What needs to be done -
For the word "stats", report how many lines of the records below contain it, and nothing more.

Given records -
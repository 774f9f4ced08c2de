//! `Engine`, `CompiledExpression`, and the JSON evaluation façade (spec §6.2,
//! §6.4; the LRU compile cache is the ambient addition from SPEC_FULL.md
//! §6.5). Grounded on the teacher's `env.rs`/`stdlib_registry.rs` pattern of
//! a single struct bundling a populated registry for a host to embed.

use crate::ast::Expr;
use crate::compile::{docquery, sql};
use crate::deadline::Deadline;
use crate::error::{Error, Result};
use crate::eval::{EvalContext, Evaluator};
use crate::optimizer::Optimizer;
use crate::registry::{FunctionDescriptor, Registry, Signature};
use crate::sandbox::GuestSandbox;
use crate::value::Value;
use indexmap::IndexMap;
use parking_lot::Mutex;
use std::sync::Arc;

/// A parsed-and-folded expression, kept alongside its original AST and
/// source text (spec §6.2).
#[derive(Debug, Clone)]
pub struct CompiledExpression {
    pub source: String,
    pub original: Expr,
    pub optimized: Expr,
}

impl CompiledExpression {
    pub fn compile(source: &str) -> Result<Self> {
        let original = crate::parser::parse(source)?;
        let mut optimizer = Optimizer::new();
        let optimized = optimizer.optimize(&original);
        let stats = optimizer.stats();
        tracing::debug!(visited = stats.visited, folded = stats.folded, "optimized");
        Ok(Self {
            source: source.to_string(),
            original,
            optimized,
        })
    }
}

/// Bundles a pre-populated [`Registry`] with an optional bounded LRU cache
/// of compiled expressions, keyed by source text.
pub struct Engine {
    registry: Registry,
    cache: Option<Mutex<LruCache>>,
    sandbox: Option<Arc<dyn GuestSandbox>>,
}

struct LruCache {
    capacity: usize,
    entries: IndexMap<String, CompiledExpression>,
}

impl LruCache {
    fn new(capacity: usize) -> Self {
        Self {
            capacity,
            entries: IndexMap::new(),
        }
    }

    fn get_or_insert(&mut self, source: &str) -> Result<CompiledExpression> {
        if let Some(existing) = self.entries.shift_remove(source) {
            self.entries.insert(source.to_string(), existing.clone());
            return Ok(existing);
        }
        let compiled = CompiledExpression::compile(source)?;
        if self.entries.len() >= self.capacity && self.capacity > 0 {
            self.entries.shift_remove_index(0);
        }
        self.entries.insert(source.to_string(), compiled.clone());
        Ok(compiled)
    }
}

impl Engine {
    /// An engine with every required builtin registered and no compile cache.
    pub fn new() -> Result<Self> {
        let registry = Registry::new();
        crate::builtins::register_all(&registry)?;
        Ok(Self {
            registry,
            cache: None,
            sandbox: None,
        })
    }

    /// Same as [`Engine::new`], but with a bounded LRU cache of compiled
    /// expressions keyed by source text.
    pub fn with_cache_capacity(capacity: usize) -> Result<Self> {
        let mut engine = Self::new()?;
        engine.cache = Some(Mutex::new(LruCache::new(capacity)));
        Ok(engine)
    }

    pub fn with_sandbox(mut self, sandbox: Arc<dyn GuestSandbox>) -> Self {
        self.sandbox = Some(sandbox);
        self
    }

    pub fn registry(&self) -> &Registry {
        &self.registry
    }

    /// Registers a native builtin under an explicit signature.
    pub fn register_native(
        &self,
        name: impl Into<String>,
        signature: Signature,
        body: crate::registry::NativeFn,
    ) -> Result<()> {
        self.registry.register_overload(FunctionDescriptor::native(name, signature, body))
    }

    /// Registers a guest-script function, parsed by the sandbox's source
    /// parser and dispatched to the sandbox at call time.
    pub fn register_guest(
        &self,
        name: impl Into<String>,
        signature: Signature,
        source: impl Into<String>,
    ) -> Result<()> {
        self.registry
            .register_overload(FunctionDescriptor::guest(name, signature, source))
    }

    /// Parses and constant-folds `source`, consulting the cache if one is
    /// configured.
    pub fn compile(&self, source: &str) -> Result<CompiledExpression> {
        match &self.cache {
            Some(cache) => cache.lock().get_or_insert(source),
            None => CompiledExpression::compile(source),
        }
    }

    fn evaluator(&self) -> Evaluator<'_> {
        match &self.sandbox {
            Some(sandbox) => Evaluator::with_sandbox(&self.registry, sandbox.as_ref()),
            None => Evaluator::new(&self.registry),
        }
    }

    pub fn evaluate(&self, compiled: &CompiledExpression, payload: serde_json::Value) -> Result<Value> {
        let mut ctx = EvalContext::new(payload);
        self.evaluator().evaluate(&compiled.optimized, &mut ctx)
    }

    pub fn evaluate_with_deadline(
        &self,
        compiled: &CompiledExpression,
        payload: serde_json::Value,
        deadline: Deadline,
    ) -> Result<Value> {
        let mut ctx = EvalContext::with_deadline(payload, deadline);
        self.evaluator().evaluate(&compiled.optimized, &mut ctx)
    }

    pub fn evaluate_bool(&self, compiled: &CompiledExpression, payload: serde_json::Value) -> Result<bool> {
        let mut ctx = EvalContext::new(payload);
        self.evaluator().evaluate_bool(&compiled.optimized, &mut ctx)
    }

    pub fn evaluate_with_explanation(
        &self,
        compiled: &CompiledExpression,
        payload: serde_json::Value,
    ) -> (Result<Value>, crate::eval::explain::Explanation) {
        let mut ctx = EvalContext::new(payload);
        self.evaluator().evaluate_with_explanation(&compiled.optimized, &mut ctx)
    }

    pub fn compile_to_sql(&self, compiled: &CompiledExpression, options: &sql::SqlOptions) -> Result<(String, Vec<Value>)> {
        sql::compile(&compiled.optimized, options)
    }

    pub fn compile_to_docquery(
        &self,
        compiled: &CompiledExpression,
        options: &docquery::DocQueryOptions,
    ) -> Result<docquery::FilterValue> {
        docquery::compile(&compiled.optimized, options)
    }

    /// Runs one JSON façade request end to end (spec §6.4): parses `dsl`,
    /// registers any inline guest functions, evaluates against `payload`,
    /// and renders a response. Never panics; every failure becomes
    /// `FacadeResponse::error`.
    pub fn evaluate_request(&self, request: FacadeRequest) -> FacadeResponse {
        for source in &request.functions {
            if let Err(e) = self.register_request_function(source) {
                return FacadeResponse::error(e);
            }
        }
        match self.compile(&request.dsl) {
            Ok(compiled) => match self.evaluate(&compiled, request.payload) {
                Ok(value) => FacadeResponse::ok(value),
                Err(e) => FacadeResponse::error(e),
            },
            Err(e) => FacadeResponse::error(e),
        }
    }

    fn register_request_function(&self, source: &str) -> Result<()> {
        let parsed = crate::sandbox::parse_guest_source(source)?;
        let signature = Signature::new(vec![crate::value::Ty::Any; parsed.params.len()], crate::value::Ty::Any);
        self.register_guest(parsed.name.clone(), signature, source.to_string())
    }
}

/// Request body for [`Engine::evaluate_request`] (spec §6.4).
#[derive(Debug, Clone, serde::Deserialize)]
pub struct FacadeRequest {
    pub payload: serde_json::Value,
    pub dsl: String,
    #[serde(default)]
    pub functions: Vec<String>,
}

/// Response body for [`Engine::evaluate_request`] (spec §6.4). `error` is
/// set exclusively of `result`/`type`/`explanation`.
#[derive(Debug, Clone, serde::Serialize)]
pub struct FacadeResponse {
    pub result: Option<serde_json::Value>,
    #[serde(rename = "type")]
    pub type_tag: Option<String>,
    pub explanation: Option<String>,
    pub error: Option<String>,
}

impl FacadeResponse {
    fn ok(value: Value) -> Self {
        Self {
            type_tag: Some(value.type_name()),
            result: Some(value_to_json(&value)),
            explanation: None,
            error: None,
        }
    }

    fn error(err: Error) -> Self {
        Self {
            result: None,
            type_tag: None,
            explanation: None,
            error: Some(err.to_string()),
        }
    }
}

fn value_to_json(v: &Value) -> serde_json::Value {
    match v {
        Value::Int(n) => serde_json::json!(n),
        Value::Float(f) => serde_json::json!(f),
        Value::String(s) => serde_json::json!(s),
        Value::Bool(b) => serde_json::json!(b),
        Value::Null => serde_json::Value::Null,
        Value::List(items) => serde_json::Value::Array(items.iter().map(value_to_json).collect()),
        Value::Any(json) => (**json).clone(),
    }
}

#[cfg(test)]
mod tests {
    use super::*;

    #[test]
    fn compile_and_evaluate_roundtrip() {
        let engine = Engine::new().unwrap();
        let compiled = engine.compile("1 + 2 * 3").unwrap();
        let result = engine.evaluate(&compiled, serde_json::json!({})).unwrap();
        assert!(matches!(result, Value::Int(7)));
    }

    #[test]
    fn cache_returns_same_source_without_recompiling() {
        let engine = Engine::with_cache_capacity(2).unwrap();
        let first = engine.compile("$.a + $.b").unwrap();
        let second = engine.compile("$.a + $.b").unwrap();
        assert_eq!(first.source, second.source);
    }

    #[test]
    fn cache_evicts_least_recently_used_entry() {
        let engine = Engine::with_cache_capacity(1).unwrap();
        engine.compile("1").unwrap();
        engine.compile("2").unwrap();
        let cache = engine.cache.as_ref().unwrap().lock();
        assert_eq!(cache.entries.len(), 1);
        assert!(cache.entries.contains_key("2"));
    }

    #[test]
    fn evaluate_request_reports_errors_without_panicking() {
        let engine = Engine::new().unwrap();
        let request = FacadeRequest {
            payload: serde_json::json!({}),
            dsl: "1 / 0".to_string(),
            functions: vec![],
        };
        let response = engine.evaluate_request(request);
        assert!(response.error.is_some());
        assert!(response.result.is_none());
    }

    #[test]
    fn evaluate_request_reports_type_tag_on_success() {
        let engine = Engine::new().unwrap();
        let request = FacadeRequest {
            payload: serde_json::json!({"x": 5}),
            dsl: "$.x > 0".to_string(),
            functions: vec![],
        };
        let response = engine.evaluate_request(request);
        assert_eq!(response.type_tag.as_deref(), Some("Bool"));
    }
}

Output below -
2